Moscow (AsiaNews) - President Vladimir Putin has instructed the federal government to carry out an analysis on the internet to learn about consumption preferences and the behavioral characteristics of the young audience. The Kremlin press office cited the fact by presenting a document that expresses the concerns of state policy in the defense of the family and children.
The presidential directive asks for responses by December 1 to the survey called "State inquiry into the influence of the world of information on the formation of opinions of the younger". In the document it is recommended to create a coordination center, on a non-commercial basis, for the production of contents aimed at moral and spiritual education of the youth, and at their dissemination on the internet.
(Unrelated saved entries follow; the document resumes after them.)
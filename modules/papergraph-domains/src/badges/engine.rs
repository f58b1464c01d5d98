use std::sync::Arc;

use papergraph_common::{
    BadgeTemplate, EventType, NewActivity, PaperGraphError, Result, TargetType, UserBadge, UserId,
    UserStats,
};
use papergraph_store::Store;
use serde::Serialize;
use serde_json::json;
use tracing::{debug, info, warn};

use super::catalog::{default_catalog, BadgeKind};

/// Outcome of a catalog-wide reconciliation pass.
#[derive(Debug, Clone, Default, Serialize)]
pub struct ReconcileReport {
    pub users_scanned: usize,
    pub awarded: Vec<UserBadge>,
    pub failed_users: Vec<UserId>,
}

/// Evaluates stats against the catalog and awards badges, once per
/// (user, badge type).
#[derive(Clone)]
pub struct BadgeEngine {
    store: Arc<dyn Store>,
}

impl BadgeEngine {
    pub fn new(store: Arc<dyn Store>) -> Self {
        Self { store }
    }

    /// Insert any catalog templates not yet present.
    pub async fn seed_catalog(&self) -> Result<usize> {
        let inserted = self.store.seed_badge_templates(&default_catalog()).await?;
        if inserted > 0 {
            info!(inserted, "badge catalog seeded");
        } else {
            debug!("badge catalog already seeded");
        }
        Ok(inserted)
    }

    pub async fn get_user_badges(&self, user_id: UserId) -> Result<Vec<UserBadge>> {
        self.store.list_user_badges(user_id).await
    }

    pub async fn get_user_stats(&self, user_id: UserId) -> Result<UserStats> {
        self.store.get_or_create_stats(user_id).await
    }

    /// Award every stat-driven badge the user now qualifies for and does not
    /// already hold. Returns the badges awarded by this call.
    ///
    /// Each award is atomic with its `badge_earned` activity. An error stops
    /// the pass; badges awarded before it stay, and re-running skips them.
    pub async fn evaluate_and_award(&self, user_id: UserId) -> Result<Vec<UserBadge>> {
        let stats = self.store.get_or_create_stats(user_id).await?;
        let templates = self.store.list_badge_templates().await?;

        let mut awarded = Vec::new();
        for template in &templates {
            let Ok(kind) = template.badge_type.parse::<BadgeKind>() else {
                debug!(badge_type = %template.badge_type, "template has no rule, skipping");
                continue;
            };
            let Some(rule) = kind.rule() else {
                continue;
            };
            if stats.get(rule.field) < rule.threshold {
                continue;
            }
            if self
                .store
                .find_user_badge(user_id, &template.badge_type)
                .await?
                .is_some()
            {
                continue;
            }
            if let Some(badge) = self.award(user_id, template).await? {
                awarded.push(badge);
            }
        }

        Ok(awarded)
    }

    /// Same as `evaluate_and_award`, for callers whose own action must not
    /// fail because of badges. Failures are logged and can be reconciled later.
    pub async fn evaluate_logged(&self, user_id: UserId) -> Vec<UserBadge> {
        match self.evaluate_and_award(user_id).await {
            Ok(awarded) => awarded,
            Err(e) => {
                warn!(user_id, error = %e, "badge evaluation failed");
                Vec::new()
            }
        }
    }

    /// Award the badge for a subscription product. Unknown products award
    /// nothing and are not an error; a badge already held is a no-op.
    pub async fn award_subscription_badge(
        &self,
        user_id: UserId,
        product: &str,
    ) -> Result<Option<UserBadge>> {
        let Some(kind) = BadgeKind::for_product(product) else {
            debug!(user_id, product, "product carries no badge");
            return Ok(None);
        };

        let template = self
            .store
            .find_badge_template(kind.as_str())
            .await?
            .ok_or_else(|| PaperGraphError::not_found("badge template", kind))?;

        if self
            .store
            .find_user_badge(user_id, kind.as_str())
            .await?
            .is_some()
        {
            debug!(user_id, badge_type = %kind, "subscription badge already held");
            return Ok(None);
        }

        self.award(user_id, &template).await
    }

    /// Re-run evaluation for every user with a stats row.
    pub async fn reconcile_all(&self) -> Result<ReconcileReport> {
        let users = self.store.stats_user_ids().await?;
        let mut report = ReconcileReport {
            users_scanned: users.len(),
            ..Default::default()
        };

        for user_id in users {
            match self.evaluate_and_award(user_id).await {
                Ok(mut awarded) => report.awarded.append(&mut awarded),
                Err(e) => {
                    warn!(user_id, error = %e, "reconcile failed for user");
                    report.failed_users.push(user_id);
                }
            }
        }

        info!(
            users = report.users_scanned,
            awarded = report.awarded.len(),
            failed = report.failed_users.len(),
            "badge reconciliation complete"
        );
        Ok(report)
    }

    async fn award(&self, user_id: UserId, template: &BadgeTemplate) -> Result<Option<UserBadge>> {
        // target_id is filled in by the store with the new badge id.
        let activity = NewActivity::new(user_id, EventType::BadgeEarned, TargetType::Badge, 0)
            .with_title(format!("Earned the {} badge", template.name))
            .with_content(template.description.clone())
            .with_metadata(json!({
                "badge_type": template.badge_type,
                "level": template.level,
                "category": template.category,
            }));

        let badge = self.store.award_badge(user_id, template, activity).await?;
        match &badge {
            Some(b) => info!(user_id, badge_type = %b.badge_type, level = b.level, "badge awarded"),
            None => debug!(user_id, badge_type = %template.badge_type, "badge already held"),
        }
        Ok(badge)
    }
}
One of the crucial dimensions of the effectiveness of presidential politics and government is the growth of patriotic feelings among young people. According to the agency RosBisnesConsulting (RBK), the Kremlin sources explain this approach as the "need to build the future of the country", considering that adolescents are the future voters.
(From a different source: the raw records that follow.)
use std::sync::Arc;

use papergraph_common::{Author, Result};
use papergraph_store::Store;

use crate::{
    ActivityLog, AnalysisTasks, BadgeEngine, Comments, Evaluations, FeedComposer, ReactionLedger,
    SocialGraph, StatsStore, SubscriptionRewards,
};

/// Every service wired to one store.
#[derive(Clone)]
pub struct Services {
    pub store: Arc<dyn Store>,
    pub stats: StatsStore,
    pub badges: BadgeEngine,
    pub social: SocialGraph,
    pub reactions: ReactionLedger,
    pub activity: ActivityLog,
    pub feed: FeedComposer,
    pub tasks: AnalysisTasks,
    pub comments: Comments,
    pub evaluations: Evaluations,
    pub subscriptions: SubscriptionRewards,
}

impl Services {
    pub fn new(store: Arc<dyn Store>) -> Self {
        let badges = BadgeEngine::new(store.clone());
        Self {
            stats: StatsStore::new(store.clone()),
            social: SocialGraph::new(store.clone(), badges.clone()),
            reactions: ReactionLedger::new(store.clone(), badges.clone()),
            activity: ActivityLog::new(store.clone()),
            feed: FeedComposer::new(store.clone()),
            tasks: AnalysisTasks::new(store.clone(), badges.clone()),
            comments: Comments::new(store.clone(), badges.clone()),
            evaluations: Evaluations::new(store.clone()),
            subscriptions: SubscriptionRewards::new(badges.clone()),
            badges,
            store,
        }
    }

    /// Register or refresh the author info shown in feeds.
    pub async fn upsert_user(&self, author: Author) -> Result<()> {
        self.store.upsert_user(author).await
    }
}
In early September, commenting on the protests of young people in Moscow, Putin said that the youth have the right to express their views: "Sometimes this leads to positive results, because it shakes the competent authorities on crucial issues." He also observed that the State has a duty to do everything possible "so that the youth may be helped to find their place in life and in society".
Even the Orthodox Patriarch Kirill (Gundjaev) - who even in the past few months had declared that "the Antichrist is affirmed through the internet" - in September encouraged the social workers of the Church to use more "contemporary practices of media activity, such as actions on the Internet, flash-mobs and marathons "to attract people to the charitable actions of ecclesial bodies, and also to involve young people more.
The attempts of the past months to limit and "control" the Internet within the limits of the Russian space, the subject of various parliamentary initiatives in recent months, they have not actually produced any results, being too complicated and expensive to make. By now censorship, state and religious authorities prefer the active propaganda of a "healthier" and morally acceptable internet.